Forum Discussion

rajeshthink's avatar
13 years ago

Troubleshoot Drive Down issue

What are the basic Drive down Troubleshooting we do to fix the issue.

there are may scenario

* some drive are down are down on a media server but some are up.

* SSO drive on acsls are down

*drive mostly giving error 84 even with new good tapes

* VTL drives going down

what are the logs we need to look for drive down issue and how and why to reconfigure drives

  • Currently i have VTL Drive issue. I have done everything and most have reconfigure the drives.
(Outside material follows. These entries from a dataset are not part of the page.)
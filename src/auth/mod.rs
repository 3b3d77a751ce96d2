//! Auth orchestrator: composes the credential store, token engine, user
//! store, and notification gateway into the register / login / refresh /
//! logout / reset / verify flows, and enforces role-based access.
//!
//! Every operation returns a typed [`AuthError`]; nothing in the core
//! panics or throws across the transport boundary. Token-side validity
//! (signature, expiry) and account-side validity (slot equality, active
//! flag) are both required: a signed token is only a capability claim
//! co-validated against live account state.

use axum::{http::StatusCode, response::IntoResponse};
use regex::Regex;
use std::sync::{Arc, LazyLock};
use thiserror::Error;
use tracing::error;

use crate::api::email::{build_reset_email, build_verification_email, EmailMessage, EmailSender};
use crate::store::{CreateOutcome, Role, User, UserStore};

pub mod password;
pub mod token;

pub use token::{Claims, Scope, TokenEngine, TokenError};

/// Normalize an email for lookup and uniqueness checks.
#[must_use]
pub fn normalize_email(email: &str) -> String {
    email.trim().to_lowercase()
}

static EMAIL_REGEX: LazyLock<Option<Regex>> =
    LazyLock::new(|| Regex::new(r"^[^@\s]+@[^@\s]+\.[^@\s]+$").ok());

/// Basic email format check on already-normalized input.
#[must_use]
pub fn valid_email(email_normalized: &str) -> bool {
    EMAIL_REGEX
        .as_ref()
        .is_some_and(|regex| regex.is_match(email_normalized))
}

/// Tunable knobs for the orchestrator: token lifetimes and the base URL
/// embedded in outbound verification/reset links.
#[derive(Debug, Clone)]
pub struct AuthConfig {
    public_url: String,
    access_ttl: chrono::Duration,
    refresh_ttl: chrono::Duration,
    verify_ttl: chrono::Duration,
    reset_ttl: chrono::Duration,
}

impl AuthConfig {
    /// Defaults: access 30 min, refresh 7 days, verify 24 h, reset 15 min.
    #[must_use]
    pub fn new(public_url: String) -> Self {
        Self {
            public_url,
            access_ttl: chrono::Duration::minutes(30),
            refresh_ttl: chrono::Duration::days(7),
            verify_ttl: chrono::Duration::hours(24),
            reset_ttl: chrono::Duration::minutes(15),
        }
    }

    #[must_use]
    pub fn with_access_ttl_seconds(mut self, seconds: i64) -> Self {
        self.access_ttl = chrono::Duration::seconds(seconds);
        self
    }

    #[must_use]
    pub fn with_refresh_ttl_seconds(mut self, seconds: i64) -> Self {
        self.refresh_ttl = chrono::Duration::seconds(seconds);
        self
    }

    #[must_use]
    pub fn with_verify_ttl_seconds(mut self, seconds: i64) -> Self {
        self.verify_ttl = chrono::Duration::seconds(seconds);
        self
    }

    #[must_use]
    pub fn with_reset_ttl_seconds(mut self, seconds: i64) -> Self {
        self.reset_ttl = chrono::Duration::seconds(seconds);
        self
    }

    #[must_use]
    pub fn public_url(&self) -> &str {
        &self.public_url
    }
}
    But still Drives are going down, i check the /varadm/messages i got following

    May 24 19:26:22<Master_server> ltid[1413]: [ID 942091 daemon.error] Operator/EMM server has DOWN'ed drive HP.ULTRIUM4-SCSI.001 (device 26)

     

    I dont se any issue with drive in tpautoconf -report_disc.

5 Replies

  • PLEASE mention OS on your media servers. NBU relies on OS for I/O, so troubleshooting should start there. To increase NBU Media manager logging add VERBOSE entry to vm.conf on ALL media servers in your environment and restart NBU.
    Unix: /usr/openv/volmgr
    Windows: install-path\veritas\volmgr
    Also create bptm log folder on all media servers under netbackup/logs.

    In the meantime, please run Tape Logs report for last 24 hours. Filter to exclude INFO type severity.
    Save report as text file and post it here as attachment.

    **** EDIT ****

    Typing too slow when using Connect Mobile cheeky

    Martin's list is the most comprehensive and will catch errors at all possible levels.

    In all honesty, I have always been able to find reason for DOWN drives with just VERBOSE entry in vm.conf.
    Exact reason for DOWNing drive will be logged in Windows Event Viewer Application log and device errors in System log. On Unix media servers these errors will be logged to syslog (e.g. /var/adm/messages on Solaris, var/log/messages on Linux).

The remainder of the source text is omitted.